Thursday, December 18, 2008

Skimming Milk

Sean Penn wants to recruit us in Gus Van Sant's Milk.

It's hard for a gay man like me to criticize Milk, because in so many ways it's precisely the movie gay folks have always wanted Hollywood to produce: a major release, with a major star, about a gay hero who is celebrated (if not actually hagio-grified). Gay life is portrayed with basic honesty - genital warts and all - and what's more, all this has been done in the middle of a political controversy (around Prop. 8) that actually mirrors one of the central controversies of the film (around Prop. 6). There's even a straight hunk (James Franco) wandering around wearing a porn-star moustache and sometimes not much more.

But I'm afraid I'm going to try to criticize Milk anyway. After all, isn't that the final step forward, when we can treat pro-gay material just as we treat everything else (and no, I don't mean "critique" in the transparently homophobic manner of say, Gene Siskel)?

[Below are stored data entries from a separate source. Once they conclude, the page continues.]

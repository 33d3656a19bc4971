//! Retrieval of remote media over HTTP.
//!
//! A [`Fetcher`] turns a URL into the raw body plus the declared MIME type and an
//! extension hint. Only `200 OK` responses carrying a whitelisted image content type
//! are accepted. Nothing is retried at this layer.

use async_trait::async_trait;
use bytes::Bytes;
use reqwest::{Client, StatusCode, header::CONTENT_TYPE};
use std::time::Duration;
use thiserror::Error;
use tracing::debug;
use url::Url;

/// Content types accepted for archival.
pub const ALLOWED_CONTENT_TYPES: &[&str] = &["image/png", "image/jpeg", "image/gif"];

/// User agent sent with every outbound request.
pub const USER_AGENT: &str = concat!(
    "kinq/",
    env!("CARGO_PKG_VERSION"),
    " (image archiver bot)"
);

/// Returns whether `content_type` is on the whitelist.
///
/// Media type parameters (`; charset=...`) are ignored and the comparison is
/// case-insensitive on the essence.
pub fn valid_content_type(content_type: &str) -> bool {
    let essence = content_type
        .split(';')
        .next()
        .unwrap_or_default()
        .trim()
        .to_ascii_lowercase();

    ALLOWED_CONTENT_TYPES.contains(&essence.as_str())
}

/// Derives the extension hint (e.g. `.png`) from the final path segment of `url`.
///
/// Returns an empty string when the segment has no extension.
pub fn extension_hint(url: &str) -> String {
    let path = match Url::parse(url) {
        Ok(parsed) => parsed.path().to_string(),
        Err(_) => url.to_string(),
    };
    let base = path.rsplit('/').next().unwrap_or_default();

    match base.rfind('.') {
        Some(idx) if idx > 0 => base[idx..].to_string(),
        _ => String::new(),
    }
}

/// The body of a successful fetch.
#[derive(Debug, Clone)]
pub struct Fetched {
    pub bytes: Bytes,
    /// Declared `Content-Type`, verbatim.
    pub mime: String,
    pub ext: String,
}

#[async_trait]
pub trait Fetcher: Send + Sync {
    async fn fetch(&self, url: &str) -> Result<Fetched, FetchError>;
}

/// [`Fetcher`] backed by a shared `reqwest` client.
#[derive(Debug, Clone)]
pub struct HttpFetcher {
    client: Client,
}

impl HttpFetcher {
    pub fn new(timeout: Duration) -> Result<Self, FetchError> {
        let client = Client::builder()
            .timeout(timeout)
            .user_agent(USER_AGENT)
            .build()
            .map_err(FetchError::Transport)?;

        Ok(Self { client })
    }
}

#[async_trait]
impl Fetcher for HttpFetcher {
    async fn fetch(&self, url: &str) -> Result<Fetched, FetchError> {
        let parsed = Url::parse(url).map_err(|source| FetchError::InvalidUrl {
            url: url.to_string(),
            source,
        })?;

        let response = self.client.get(parsed).send().await?;

        let status = response.status();
        if status != StatusCode::OK {
            return Err(FetchError::FetchFailed {
                url: url.to_string(),
                status: status.as_u16(),
            });
        }

        let content_type = response
            .headers()
            .get(CONTENT_TYPE)
            .and_then(|v| v.to_str().ok())
            .unwrap_or_default()
            .to_string();
        if !valid_content_type(&content_type) {
            return Err(FetchError::UnsupportedContentType {
                url: url.to_string(),
                content_type,
            });
        }

        let bytes = response.bytes().await?;
        debug!(url, size = bytes.len(), "fetched body");

        Ok(Fetched {
            bytes,
            mime: content_type,
            ext: extension_hint(url),
        })
    }
}

#[derive(Debug, Error)]
pub enum FetchError {
    #[error("expected http 200 from {url}, got: {status}")]
    FetchFailed { url: String, status: u16 },

    #[error("bad content type from {url}: {content_type:?}")]
    UnsupportedContentType { url: String, content_type: String },

    #[error("invalid url {url}: {source}")]
    InvalidUrl {
        url: String,
        #[source]
        source: url::ParseError,
    },

    #[error("transport error: {0}")]
    Transport(#[from] reqwest::Error),
}

#[cfg(test)]
mod tests {
    use super::{FetchError, Fetcher, HttpFetcher, extension_hint, valid_content_type};
    use axum::{Router, http::header, routing::get};
    use std::time::Duration;

    async fn serve(app: Router) -> String {
        let listener = tokio::net::TcpListener::bind("127.0.0.1:0").await.unwrap();
        let addr = listener.local_addr().unwrap();
        tokio::spawn(async move {
            axum::serve(listener, app).await.unwrap();
        });

        format!("http://{}", addr)
    }

    fn fetcher() -> HttpFetcher {
        HttpFetcher::new(Duration::from_secs(5)).unwrap()
    }

    #[test]
    fn test_valid_content_type() {
        assert!(valid_content_type("image/png"));
        assert!(valid_content_type("image/jpeg"));
        assert!(valid_content_type("image/gif"));
        assert!(valid_content_type("IMAGE/PNG; charset=binary"));
        assert!(!valid_content_type("image/webp"));
        assert!(!valid_content_type("text/html"));
        assert!(!valid_content_type(""));
    }

    #[test]
    fn test_extension_hint() {
        assert_eq!(".png", extension_hint("https://example.com/a/b.png"));
        assert_eq!(".jpeg", extension_hint("https://example.com/x.jpeg?size=large"));
        assert_eq!("", extension_hint("https://derpibooru.org/1234"));
        assert_eq!("", extension_hint("https://example.com/"));
        assert_eq!("", extension_hint("https://example.com/.hidden"));
    }

    #[tokio::test]
    async fn test_fetch_png() {
        let app = Router::new().route(
            "/cat.png",
            get(|| async { ([(header::CONTENT_TYPE, "image/png")], vec![1u8, 2, 3, 4]) }),
        );
        let base = serve(app).await;

        let fetched = fetcher().fetch(&format!("{}/cat.png", base)).await.unwrap();

        assert_eq!(&[1u8, 2, 3, 4][..], &fetched.bytes[..]);
        assert_eq!("image/png", fetched.mime);
        assert_eq!(".png", fetched.ext);
    }

    #[tokio::test]
    async fn test_fetch_rejects_html() {
        let app = Router::new().route(
            "/page",
            get(|| async { ([(header::CONTENT_TYPE, "text/html")], "<html></html>") }),
        );
        let base = serve(app).await;

        let result = fetcher().fetch(&format!("{}/page", base)).await;

        let Err(FetchError::UnsupportedContentType { content_type, .. }) = result else {
            panic!("Expected UnsupportedContentType, but got {:?}", result);
        };
        assert_eq!("text/html", content_type);
    }

    #[tokio::test]
    async fn test_fetch_rejects_non_200() {
        let app = Router::new().route(
            "/gone.png",
            get(|| async {
                (
                    axum::http::StatusCode::NOT_FOUND,
                    [(header::CONTENT_TYPE, "image/png")],
                    "",
                )
            }),
        );
        let base = serve(app).await;

        let result = fetcher().fetch(&format!("{}/gone.png", base)).await;

        let Err(FetchError::FetchFailed { status, .. }) = result else {
            panic!("Expected FetchFailed, but got {:?}", result);
        };
        assert_eq!(404, status);
    }

    #[tokio::test]
    async fn test_fetch_invalid_url() {
        let result = fetcher().fetch("not a url").await;

        assert!(matches!(result, Err(FetchError::InvalidUrl { .. })));
    }
}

And the truth is that Milk is - well - sometimes rather thin milk, especially given the evident richness, both emotional and dramatic, of the life it sets before us.

In purely political terms, however, Milk could hardly be more fortified - tellingly, it even toes a line between drama and documentary. Director Gus Van Sant opens his movie with grainy film from the 60's of gay men being rounded up and arrested for the simple crime of being who they were - a mute testament to the progress gay people have already seen in this country. And the director, who often tends to noodle around like an art school grad student, continues to play with film stocks and archival footage to keep that conceptual boundary blurry. He even closes the film with a scene from the excellent documentary The Times of Harvey Milk (and, if memory serves, borrows its framing device, too).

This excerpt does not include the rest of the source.